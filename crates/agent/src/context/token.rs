//! Token estimation utilities.
//!
//! Uses a character-based heuristic: ~4 characters per token. The estimate is
//! only reported in logs; window selection counts turns, not tokens.

use dost_core::message::ChatMessage;

/// Estimate the token count for a string.
///
/// Heuristic: 1 token ≈ 4 characters. Rounds up.
pub fn estimate_tokens(text: &str) -> usize {
    if text.is_empty() {
        return 0;
    }
    text.len().div_ceil(4)
}

/// Estimate tokens for a single message including per-message overhead.
///
/// Each message costs ~4 tokens of overhead for role name and delimiters.
pub fn estimate_message_tokens(message: &ChatMessage) -> usize {
    4 + estimate_tokens(&message.content)
}

/// Estimate tokens for a slice of messages.
pub fn estimate_messages_tokens(messages: &[ChatMessage]) -> usize {
    messages.iter().map(estimate_message_tokens).sum()
}

#[cfg(test)]
mod tests {
    use super::*;
    use dost_core::message::Role;

    #[test]
    fn empty_string_is_zero() {
        assert_eq!(estimate_tokens(""), 0);
    }

    #[test]
    fn four_chars_is_one_token() {
        assert_eq!(estimate_tokens("test"), 1);
    }

    #[test]
    fn rounds_up() {
        assert_eq!(estimate_tokens("hello"), 2);
    }

    #[test]
    fn message_overhead_counted() {
        let msgs = vec![
            ChatMessage::new(Role::User, "abcd"),
            ChatMessage::new(Role::Assistant, ""),
        ];
        assert_eq!(estimate_messages_tokens(&msgs), 5 + 4);
    }
}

* **Exercise prompt**
Find every line of the data that includes the string "usize". Copy each of those lines.

* **The answer**
pub fn estimate_tokens(text: &str) -> usize {
pub fn estimate_message_tokens(message: &ChatMessage) -> usize {
pub fn estimate_messages_tokens(messages: &[ChatMessage]) -> usize {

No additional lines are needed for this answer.